I agree, Diane, baby rearing theories change across generations. It's probably better if we trust our instincts in this regard, that is as long as our instincts are based in good-enough experiences.
Thanks, Diane.
I have heard of Truby King, Karatane nurses and Plunket. My mother was a Truby King trained nanny in the 30's and 40's before I was born. She is dead now and I can't ask her questions about the training. However, my daughter is in NZ and took her first child to a Plunket play group which was great. I have a NZ friend who is in her early 70's who was trained as a Karatane nurse and still is in great demand to help exhausted mothers of young babies.
I don't know if my mother used the Truby King regeme to bring me up during my first few years, but I know she was the most loveing mother to me and my sister, and we suffered no hardship from her what so ever.
I was a Truby King baby – and I wish that was not so.
I’m 59 now and dealing with my mother – now 91, frail and rapidly losing her grip on her faculties. While I feel compassion for her as she edges towards her death I find I can bring very little kindness to her in her current circumstance. Rather the best I can do is to react to her needs in a somewhat detached and clinical manner. Managing her needs as best I can, but limiting my engagement with her.

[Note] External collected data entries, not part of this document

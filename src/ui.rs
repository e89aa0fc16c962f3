//! Lowers widget declarations into cushy widgets and runs the event loop.

use cushy::value::Source;
use cushy::widget::{MakeWidget, WidgetInstance, WidgetList};
use cushy::widgets::input::InputValue;
use cushy::widgets::slider::Slidable;
use cushy::Run;

use crate::declare::{Widget, WidgetEvent, Window};

impl Window {
    /// Opens this window and blocks until the user closes it.
    ///
    /// Rendering, layout, and input handling all happen inside cushy's event
    /// loop; callbacks registered on the declaration are invoked as their
    /// widgets raise events.
    pub fn open(self) -> cushy::Result {
        tracing::debug!(
            title = %self.title,
            widgets = self.widgets.len(),
            "opening window"
        );
        self.widgets
            .into_iter()
            .map(Widget::into_cushy)
            .collect::<WidgetList>()
            .into_rows()
            .pad()
            .into_window()
            .titled(self.title)
            .run()
    }
}

impl Widget {
    fn into_cushy(self) -> WidgetInstance {
        match self {
            Widget::Text(text) => text.contents.make_widget(),
            Widget::Button(button) => {
                let sender = button.label.clone();
                let mut on_click = button.on_click;
                button
                    .label
                    .into_button()
                    .on_click(move |_| {
                        if let Some(on_click) = &mut on_click {
                            on_click.invoke(WidgetEvent::ButtonPressed {
                                sender: sender.clone(),
                            });
                        }
                    })
                    .make_widget()
            }
            Widget::Input(input) => {
                if let Some(mut on_change) = input.on_change {
                    let sender = input.label.clone();
                    input
                        .value
                        .for_each_subsequent(move |contents: &String| {
                            on_change.invoke(WidgetEvent::InputChanged {
                                sender: sender.clone(),
                                value: contents.clone(),
                            });
                        })
                        .persist();
                }
                input
                    .label
                    .and(input.value.into_input())
                    .into_columns()
                    .make_widget()
            }
            Widget::Slider(slider) => {
                if let Some(mut on_change) = slider.on_change {
                    let sender = slider.label.clone();
                    slider
                        .value
                        .for_each_subsequent(move |value: &f32| {
                            on_change.invoke(WidgetEvent::SliderChanged {
                                sender: sender.clone(),
                                value: *value,
                            });
                        })
                        .persist();
                }
                slider
                    .label
                    .and(slider.value.slider_between(slider.minimum, slider.maximum))
                    .into_columns()
                    .make_widget()
            }
        }
    }
}
//! [`Connection`] over an `sqlx` any-driver pool.

use std::time::Duration;

use sqlx::any::{AnyPoolOptions, AnyRow};
use sqlx::{AnyPool, Column, Row as _, TypeInfo, ValueRef};
use tracing::info;

use crate::client::Connection;
use crate::error::BackendError;
use crate::row::{Row, Value};

/// Pool settings for [`SqlxConnection::connect`].
#[derive(Debug, Clone)]
pub struct ConnectionConfig {
    url: String,
    max_connections: u32,
    acquire_timeout: Duration,
}

impl ConnectionConfig {
    /// Settings for `url` with a pool of 5 and a 30 second acquire timeout.
    pub fn new(url: impl Into<String>) -> Self {
        Self {
            url: url.into(),
            max_connections: 5,
            acquire_timeout: Duration::from_secs(30),
        }
    }

    /// Sets the maximum pool size.
    #[must_use]
    pub const fn max_connections(mut self, max_connections: u32) -> Self {
        self.max_connections = max_connections;
        self
    }

    /// Sets how long to wait for a free connection.
    #[must_use]
    pub const fn acquire_timeout(mut self, acquire_timeout: Duration) -> Self {
        self.acquire_timeout = acquire_timeout;
        self
    }

    /// The connection URL.
    #[must_use]
    pub fn url(&self) -> &str {
        &self.url
    }
}

/// A connection backed by an [`AnyPool`].
#[derive(Debug, Clone)]
pub struct SqlxConnection {
    pool: AnyPool,
}

impl SqlxConnection {
    /// Opens a pool with the given settings.
    pub async fn connect(config: &ConnectionConfig) -> Result<Self, BackendError> {
        sqlx::any::install_default_drivers();
        let pool = AnyPoolOptions::new()
            .max_connections(config.max_connections)
            .acquire_timeout(config.acquire_timeout)
            .connect(&config.url)
            .await?;
        info!(max_connections = config.max_connections, "Connection pool ready");
        Ok(Self { pool })
    }

    /// Wraps an existing pool.
    #[must_use]
    pub const fn from_pool(pool: AnyPool) -> Self {
        Self { pool }
    }

    /// The underlying pool.
    #[must_use]
    pub const fn pool(&self) -> &AnyPool {
        &self.pool
    }
}

impl Connection for SqlxConnection {
    async fn execute(&self, sql: &str) -> Result<(), BackendError> {
        sqlx::raw_sql(sql).execute(&self.pool).await?;
        Ok(())
    }

    async fn query(&self, sql: &str) -> Result<Vec<Row>, BackendError> {
        let rows = sqlx::raw_sql(sql).fetch_all(&self.pool).await?;
        rows.iter().map(convert_row).collect()
    }
}

fn convert_row(row: &AnyRow) -> Result<Row, BackendError> {
    let mut converted = Row::new();
    for (index, column) in row.columns().iter().enumerate() {
        let raw = row.try_get_raw(index)?;
        let value = if raw.is_null() {
            Value::Null
        } else {
            match column.type_info().name() {
                "NULL" => Value::Null,
                "BOOLEAN" => row.try_get::<bool, _>(index)?.into(),
                "SMALLINT" => i64::from(row.try_get::<i16, _>(index)?).into(),
                "INTEGER" => i64::from(row.try_get::<i32, _>(index)?).into(),
                "BIGINT" => row.try_get::<i64, _>(index)?.into(),
                "REAL" => f64::from(row.try_get::<f32, _>(index)?).into(),
                "DOUBLE" => row.try_get::<f64, _>(index)?.into(),
                _ => row.try_get::<String, _>(index)?.into(),
            }
        };
        converted.push(column.name(), value);
    }
    Ok(converted)
}

#[cfg(test)]
mod tests {
    use super::*;
    use crate::Client;

    async fn connection() -> SqlxConnection {
        SqlxConnection::connect(&ConnectionConfig::new("sqlite::memory:").max_connections(1))
            .await
            .unwrap()
    }

    #[tokio::test]
    async fn test_execute_and_query() {
        let client = Client::new(connection().await);
        client
            .exec("CREATE TABLE pools (name TEXT NOT NULL, min_nodes INTEGER, comment TEXT)")
            .await
            .unwrap();
        client
            .exec("INSERT INTO pools VALUES ('cp', 1, NULL)")
            .await
            .unwrap();

        let rows = client.query("SELECT name, min_nodes, comment FROM pools").await.unwrap();
        assert_eq!(rows.len(), 1);
        assert_eq!(rows[0].string("name").unwrap(), "cp");
        assert_eq!(rows[0].opt_i64("min_nodes").unwrap(), Some(1));
        assert_eq!(rows[0].opt_string("comment").unwrap(), None);
    }

    #[tokio::test]
    async fn test_backend_errors_are_reported() {
        let client = Client::new(connection().await);
        let err = client.exec("DROP TABLE missing").await.unwrap_err();
        assert!(matches!(err, crate::Error::Backend(_)));
    }

    #[tokio::test]
    async fn test_query_one_counts_rows() {
        let client = Client::new(connection().await);
        assert!(client
            .query_one("SELECT 1 AS n WHERE 1 = 0")
            .await
            .unwrap_err()
            .is_object_not_found());
        assert!(matches!(
            client.query_one("SELECT 1 AS n UNION ALL SELECT 2").await,
            Err(crate::Error::MultipleRows(2))
        ));
    }
}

The irony here is profound.
This is, apparently, the way she dealt with me as a baby – teaching me “routine” and “obedience”. Teaching me that there was no point in my crying as she would not respond. Now she reaps the harvest of that behaviour.
So sad – for us both.
My ex-husband was totally damaged by a mother who wanted to raise the Ideal Son. Thanks to her and Truby King he has been severely depressed all his life, never have I or his family seen him happy, and he has made life a misery for all who knew him. I have never thought this his fault as I knew what a pernicious regime had been applied to him. What a total waste of his life!